In farming, sweat equity is a term that is loosely used to define how established farmers use payment of a commodity or capital assets to replace some of the cash wages for employees. Sweat equity is also the term sometimes used to compensate a successor for years of labor and management that helped build the owner generation’s wealth. It can be used to justify gifting personal, titled property, or giving a discounted price when the property is eventually sold to the successor. When considering labor compensation in forms other than money, the goal of both the employer and employee should be analyzed to ensure it is an appropriate compensation package.
Sweat Equity used for Commodity wages
Forms of commodity payments include:
- Immediately consumable meat, milk, eggs or other food items in place of a cash wage
- A commodity of grain, milk or animals that will be sold and eventually converted to cash
- Breeding stock that can either remain in the employer’s herd or used to start the employee’s own herd
- Transfer of ownership or a percent interest of ownership in a capital farm asset
If the employee’s goal is to learn more about the farm business and gain management skills, commodity payments can provide a way to allow him/her to make management decisions on a smaller scale.
Sweat equity payments in the form of commodities can help the employee gain experience in the management and marketing of the commodity. One example would be the payment of grain allowing the employee to make decisions of when and where to market that grain. Market livestock can provide additional skill development as the employee makes management decisions to raise the livestock to market weight. From the employer’s perspective, skills development can translate into a better employee who can be given more responsibilities. In addition to skill development, the employer may not have the cash flow to completely compensate the employee, but can provide the commodity as part of the wage package. Finally, there can be income tax savings if a portion of the wage is in the form of a commodity. However, if this is the main or only goal, the parties should consider if the tax savings is large enough to warrant the work required to document and adhere to the income tax rules.
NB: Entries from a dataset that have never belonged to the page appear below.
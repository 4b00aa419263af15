use serde::{Serialize, Serializer};

use crate::stats;

/// Number of probes sent by the latency stage.
pub const LATENCY_PROBES: usize = 20;
/// Payload requested by each latency probe.
pub const LATENCY_PROBE_BYTES: u64 = 1000;

/// Latency statistics in milliseconds.
///
/// Serialized as `[min, max, average, median, jitter]`.
#[derive(Debug, Clone, Copy, Default, PartialEq)]
pub struct LatencySummary {
    pub min: f64,
    pub max: f64,
    pub average: f64,
    pub median: f64,
    pub jitter: f64,
}

impl LatencySummary {
    /// Summary reported when no probe succeeded.
    #[must_use]
    pub const fn zero() -> Self {
        Self {
            min: 0.0,
            max: 0.0,
            average: 0.0,
            median: 0.0,
            jitter: 0.0,
        }
    }

    #[must_use]
    pub fn from_samples(samples: &[f64]) -> Self {
        if samples.is_empty() {
            return Self::zero();
        }
        Self {
            min: stats::min(samples),
            max: stats::max(samples),
            average: stats::average(samples),
            median: stats::median(samples),
            jitter: stats::jitter(samples),
        }
    }

    #[must_use]
    pub const fn as_array(&self) -> [f64; 5] {
        [self.min, self.max, self.average, self.median, self.jitter]
    }
}

impl Serialize for LatencySummary {
    fn serialize<S>(&self, serializer: S) -> Result<S::Ok, S::Error>
    where
        S: Serializer,
    {
        self.as_array().serialize(serializer)
    }
}
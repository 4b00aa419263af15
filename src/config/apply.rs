use std::num::NonZeroUsize;

use clap::ArgMatches;
use clap::parser::ValueSource;

use crate::args::BenchArgs;
use crate::error::{AppError, AppResult, ConfigError};

use super::types::ConfigFile;

/// Applies configuration values to CLI arguments the user did not set.
///
/// Config keys are phrased positively (`warmup`, `yield`, `nice`) and map onto
/// the inverted `--no-*` flags.
///
/// # Errors
///
/// Returns an error when a config value is out of range.
pub fn apply_config(
    args: &mut BenchArgs,
    matches: &ArgMatches,
    config: &ConfigFile,
) -> AppResult<()> {
    apply_flag(matches, "parallel", config.parallel, &mut args.parallel);
    apply_flag(matches, "minimize_output", config.minimize_output, &mut args.minimize_output);
    apply_flag(matches, "no_warmup", config.warmup.map(|on| !on), &mut args.no_warmup);
    apply_flag(matches, "single_core", config.single_core, &mut args.single_core);
    apply_flag(matches, "no_yield", config.yield_between.map(|on| !on), &mut args.no_yield);
    apply_flag(matches, "no_nice", config.nice.map(|on| !on), &mut args.no_nice);
    apply_flag(matches, "drop_caches", config.drop_caches, &mut args.drop_caches);
    apply_flag(matches, "mask_sensitive", config.mask_sensitive, &mut args.mask_sensitive);
    apply_flag(matches, "show_sysinfo", config.show_sysinfo, &mut args.show_sysinfo);
    apply_flag(matches, "json", config.json, &mut args.json);
    apply_flag(matches, "debug", config.debug, &mut args.debug);
    apply_flag(matches, "no_color", config.no_color, &mut args.no_color);

    if !is_explicit(matches, "parallel_workers")
        && let Some(workers) = config.parallel_workers
    {
        args.parallel_workers = NonZeroUsize::new(workers).ok_or_else(|| {
            AppError::config(ConfigError::FieldMustBePositive {
                field: "parallel_workers",
            })
        })?;
    }

    if !is_explicit(matches, "summary_out")
        && let Some(path) = config.summary_out.clone()
    {
        args.summary_out = path;
    }

    if !is_explicit(matches, "endpoint")
        && let Some(endpoint) = config.endpoint.clone()
    {
        args.endpoint = endpoint;
    }

    if !is_cli(matches, "timeout")
        && let Some(timeout) = config.timeout.as_ref()
    {
        args.timeout = timeout.to_duration("timeout")?;
    }

    if !is_cli(matches, "connect_timeout")
        && let Some(timeout) = config.connect_timeout.as_ref()
    {
        args.connect_timeout = timeout.to_duration("connect_timeout")?;
    }

    Ok(())
}

fn apply_flag(matches: &ArgMatches, name: &str, value: Option<bool>, target: &mut bool) {
    if !is_cli(matches, name)
        && let Some(value) = value
    {
        *target = value;
    }
}

fn is_cli(matches: &ArgMatches, name: &str) -> bool {
    matches.value_source(name) == Some(ValueSource::CommandLine)
}

/// Set on the command line or through an environment variable.
fn is_explicit(matches: &ArgMatches, name: &str) -> bool {
    matches!(
        matches.value_source(name),
        Some(ValueSource::CommandLine | ValueSource::EnvVariable)
    )
}
use serde_json::{Map, Value};

/// The six snapshot fields the summary table needs.
///
/// Missing or wrong-typed fields fall back to `""` / `0.0`.
#[derive(Debug, Clone, Default, PartialEq)]
pub struct SummaryFields {
    pub server_city: String,
    pub ip: String,
    pub latency_avg: f64,
    pub jitter: f64,
    pub download_90pct: f64,
    pub upload_90pct: f64,
}

impl SummaryFields {
    #[must_use]
    pub fn from_object(root: &Map<String, Value>) -> Self {
        Self {
            server_city: string_field(root, "server_city"),
            ip: string_field(root, "ip"),
            latency_avg: number_field(root, "latency_avg"),
            jitter: number_field(root, "jitter"),
            download_90pct: number_field(root, "download_90pct"),
            upload_90pct: number_field(root, "upload_90pct"),
        }
    }

    /// Reads the subset from any JSON value; non-objects yield `None`.
    #[must_use]
    pub fn from_value(root: &Value) -> Option<Self> {
        root.as_object().map(Self::from_object)
    }
}

fn string_field(root: &Map<String, Value>, key: &str) -> String {
    root.get(key)
        .and_then(Value::as_str)
        .map(str::to_owned)
        .unwrap_or_default()
}

fn number_field(root: &Map<String, Value>, key: &str) -> f64 {
    root.get(key).and_then(Value::as_f64).unwrap_or(0.0)
}
use serde::Serialize;

use crate::error::AppResult;

use super::model::Snapshot;

/// On-disk field layout of a snapshot; borrows from the snapshot for one call.
#[derive(Debug, Serialize)]
struct SnapshotDocument<'a> {
    sysinfo_date: &'a str,
    server_city: &'a str,
    colo: &'a str,
    ip: &'a str,
    loc: &'a str,
    host: &'a str,
    arch: &'a str,
    kernel: &'a str,
    cpu_model: &'a str,
    mem_total: &'a str,
    version: &'a str,
    cpu_cores: u32,
    latency: [f64; 5],
    #[serde(rename = "download_100kB")]
    download_100kb: &'a [f64],
    #[serde(rename = "download_1MB")]
    download_1mb: &'a [f64],
    #[serde(rename = "download_10MB")]
    download_10mb: &'a [f64],
    #[serde(rename = "download_25MB")]
    download_25mb: &'a [f64],
    #[serde(rename = "download_100MB")]
    download_100mb: &'a [f64],
    all_downloads: &'a [f64],
    #[serde(rename = "upload_11kB")]
    upload_11kb: &'a [f64],
    #[serde(rename = "upload_100kB")]
    upload_100kb: &'a [f64],
    #[serde(rename = "upload_1MB")]
    upload_1mb: &'a [f64],
    all_uploads: &'a [f64],
    total_time_ms: f64,
    latency_avg: f64,
    jitter: f64,
    download_90pct: f64,
    upload_90pct: f64,
    flags: &'a [String],
}

impl<'a> SnapshotDocument<'a> {
    fn new(snapshot: &'a Snapshot) -> Self {
        let env = &snapshot.environment;
        let server = &snapshot.server;
        Self {
            sysinfo_date: &env.sysinfo_date,
            server_city: &server.city,
            colo: &server.colo,
            ip: &server.ip,
            loc: &server.loc,
            host: &env.host,
            arch: &env.arch,
            kernel: &env.kernel,
            cpu_model: &env.cpu_model,
            mem_total: &env.mem_total,
            version: &env.version,
            cpu_cores: env.cpu_cores,
            latency: snapshot.latency.as_array(),
            download_100kb: snapshot.download("100kB"),
            download_1mb: snapshot.download("1MB"),
            download_10mb: snapshot.download("10MB"),
            download_25mb: snapshot.download("25MB"),
            download_100mb: snapshot.download("100MB"),
            all_downloads: &snapshot.all_downloads,
            upload_11kb: snapshot.upload("11kB"),
            upload_100kb: snapshot.upload("100kB"),
            upload_1mb: snapshot.upload("1MB"),
            all_uploads: &snapshot.all_uploads,
            total_time_ms: snapshot.total_time_ms,
            latency_avg: snapshot.latency_avg(),
            jitter: snapshot.jitter(),
            download_90pct: snapshot.download_90pct(),
            upload_90pct: snapshot.upload_90pct(),
            flags: &snapshot.flags,
        }
    }
}

/// Compact single-line JSON for `snapshot`.
///
/// # Errors
///
/// Returns an error when serde fails to render the document.
pub fn to_json(snapshot: &Snapshot) -> AppResult<String> {
    Ok(serde_json::to_string(&SnapshotDocument::new(snapshot))?)
}

/// Snapshot document as an owned JSON value.
///
/// # Errors
///
/// Returns an error when serde fails to render the document.
pub fn to_value(snapshot: &Snapshot) -> AppResult<serde_json::Value> {
    Ok(serde_json::to_value(SnapshotDocument::new(snapshot))?)
}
If the employee’s goal is to eventually manage their own herd, payments in breeding stock may be a viable option. Again, this provides the opportunity for him/her to develop management skills while the farm manages cash outlays for labor. With this option it is important to consider where the animals will be housed. In the case of a dairy, if animals stays in the original herd, but are owned by the employee how will feed and other ownership costs be paid and how will milk income be distributed? The employer must consider the long-term implications of the employee’s animals remaining in the herd and taking facility space from the owner’s herd. The employer should determine if they can manage the loss of the income? Or does the owner need to calculate overhead costs and charge this expense to the employee?
Sweat Equity used for Succession
When the goal is to slowly transfer business assets to the next generation, sweat equity can provide the transfer of assets or percent interest in assets to the successor. For example, breeding stock can be transferred to the successor over time allowing them to own a significant portion of the herd. This mode of equity transfer can be facilitated by forming a business entity that owns farm assets as shares or interest. These shares or interest can then be transferred to the successor. This option, when clearly outlined in a farm succession plan, can provide the successor generation a guarantee that the assets will be transferred. This guarantee removes the speculation that surrounds a verbal promise of “Someday, this will all be yours”. Sweat equity can also relieve the pressure of cash flow on the operation if the successor can manage their living expenses with a smaller paycheck. One thing to consider with this option is how much of the assets can and should be transferred in this way. Is the owner generation dependent on these assets for retirement? If the answer to this question is yes, how much of the assets can be provided in trade for labor? How much needs to be retained by the owner or be sold to the next generation for cash to fund retirement needs?
Valuing Sweat Equity
Sweat equity is as valuable as cash equity and should have a one-to-one conversion rate. Therefore, it is important to correctly value the items being given as sweat equity. Some commodities have a worldwide market and their value can be more easily determined by this market value. Other commodities produced on farm such as cattle are not as easy to value. While market can be used to determine an animals worth, this may be undervalued if the animal can command a premium above what they could be harvested for. For example, cattle with high value phenotypes or genetics can sell for much higher than market value.
It is important to have production records on these animals including milk, fat and protein to determine the value of these animals. In addition, rolling herd average and classification scores can be useful marketing tools.
In addition, cattle can be appraised to determine their value. This is most commonly done for insurance purposes but also can help determine a baseline value of your herd. To assess the animal’s worth, the appraiser will evaluate the quality of the animal. This can include a comparison of your animals to animals of similar quality that have recently sold. An appraiser may use a calculation to determine fair market value. This calculation will be specific to the type of cattle, cow or replacement.
Milk cow appraisal includes future milk production, future calf production and the current value of the animals in the cull market. Replacement value uses the market value to determine the price of the animal. The majority of markets report values for springing heifers. Calculations based on this value can be used to determine the value of bred heifers, 1-3 months pregnant, and heifers that are 4-6 months pregnant. The price of open animals can also be determined from market value and is broken down by age and weight. Replacements with above average phenotypic or genetic value can also be appraised as a percentage of the milk cow value.
The use of sweat equity allows employees and successors to build equity. It is important to consider if the compensation is equitable for the work done and the tax implications of using sweat equity.